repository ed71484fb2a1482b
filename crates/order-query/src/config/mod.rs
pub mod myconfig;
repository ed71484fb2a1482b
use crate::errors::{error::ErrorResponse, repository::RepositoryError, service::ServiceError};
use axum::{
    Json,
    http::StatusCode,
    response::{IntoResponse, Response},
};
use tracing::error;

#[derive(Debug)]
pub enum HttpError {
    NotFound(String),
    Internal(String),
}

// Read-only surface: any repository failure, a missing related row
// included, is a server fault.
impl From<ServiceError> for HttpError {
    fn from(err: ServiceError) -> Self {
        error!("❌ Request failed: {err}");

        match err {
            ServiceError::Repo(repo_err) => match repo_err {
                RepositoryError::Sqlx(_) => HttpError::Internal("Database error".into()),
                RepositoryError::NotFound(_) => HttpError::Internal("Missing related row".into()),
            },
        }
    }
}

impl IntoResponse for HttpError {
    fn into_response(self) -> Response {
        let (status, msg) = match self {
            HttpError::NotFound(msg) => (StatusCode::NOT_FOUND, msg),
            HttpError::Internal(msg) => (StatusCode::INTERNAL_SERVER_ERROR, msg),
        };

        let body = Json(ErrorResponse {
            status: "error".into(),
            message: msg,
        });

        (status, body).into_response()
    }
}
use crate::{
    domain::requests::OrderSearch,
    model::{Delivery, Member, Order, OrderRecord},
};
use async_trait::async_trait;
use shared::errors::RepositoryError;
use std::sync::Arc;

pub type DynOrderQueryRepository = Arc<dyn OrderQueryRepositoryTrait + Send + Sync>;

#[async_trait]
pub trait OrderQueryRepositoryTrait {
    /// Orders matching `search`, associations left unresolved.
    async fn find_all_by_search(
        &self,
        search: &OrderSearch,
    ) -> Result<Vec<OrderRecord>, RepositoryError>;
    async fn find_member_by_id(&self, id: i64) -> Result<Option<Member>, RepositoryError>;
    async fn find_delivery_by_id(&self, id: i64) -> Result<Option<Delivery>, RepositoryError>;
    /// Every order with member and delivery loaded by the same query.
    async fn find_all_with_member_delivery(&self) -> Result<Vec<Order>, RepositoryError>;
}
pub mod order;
* * *
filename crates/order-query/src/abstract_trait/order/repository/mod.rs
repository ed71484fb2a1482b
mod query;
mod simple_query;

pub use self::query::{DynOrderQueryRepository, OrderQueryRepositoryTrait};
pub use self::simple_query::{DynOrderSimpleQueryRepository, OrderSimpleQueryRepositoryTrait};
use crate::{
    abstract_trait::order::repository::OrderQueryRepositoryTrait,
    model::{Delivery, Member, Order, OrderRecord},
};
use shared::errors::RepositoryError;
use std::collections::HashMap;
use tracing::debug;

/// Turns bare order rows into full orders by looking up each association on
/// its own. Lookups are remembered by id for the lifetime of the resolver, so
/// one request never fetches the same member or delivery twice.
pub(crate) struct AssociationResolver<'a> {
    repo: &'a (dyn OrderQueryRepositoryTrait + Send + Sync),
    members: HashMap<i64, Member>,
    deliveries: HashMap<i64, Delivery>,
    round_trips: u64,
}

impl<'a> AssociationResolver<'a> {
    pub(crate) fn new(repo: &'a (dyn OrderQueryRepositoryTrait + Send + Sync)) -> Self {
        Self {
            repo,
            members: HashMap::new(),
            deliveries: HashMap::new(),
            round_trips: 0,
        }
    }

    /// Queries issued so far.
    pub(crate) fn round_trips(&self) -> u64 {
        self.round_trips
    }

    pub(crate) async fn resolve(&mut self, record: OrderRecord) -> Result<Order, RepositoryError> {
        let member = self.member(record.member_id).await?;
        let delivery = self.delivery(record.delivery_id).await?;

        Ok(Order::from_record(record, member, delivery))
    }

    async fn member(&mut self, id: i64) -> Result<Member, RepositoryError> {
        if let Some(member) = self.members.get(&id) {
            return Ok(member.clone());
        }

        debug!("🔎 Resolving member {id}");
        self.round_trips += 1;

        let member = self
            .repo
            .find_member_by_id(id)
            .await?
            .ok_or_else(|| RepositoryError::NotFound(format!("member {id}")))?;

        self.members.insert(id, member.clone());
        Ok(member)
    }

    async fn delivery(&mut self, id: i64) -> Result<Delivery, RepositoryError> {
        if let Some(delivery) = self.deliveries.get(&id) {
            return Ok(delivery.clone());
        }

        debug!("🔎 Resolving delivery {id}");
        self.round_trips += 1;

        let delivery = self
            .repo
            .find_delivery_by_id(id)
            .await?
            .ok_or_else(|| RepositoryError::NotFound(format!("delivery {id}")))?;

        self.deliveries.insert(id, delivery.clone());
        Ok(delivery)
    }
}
* * *
Show every line of the listing in which the string "clone" can be found.

__Reply__.
            return Ok(member.clone());
        self.members.insert(id, member.clone());
            return Ok(delivery.clone());
        self.deliveries.insert(id, delivery.clone());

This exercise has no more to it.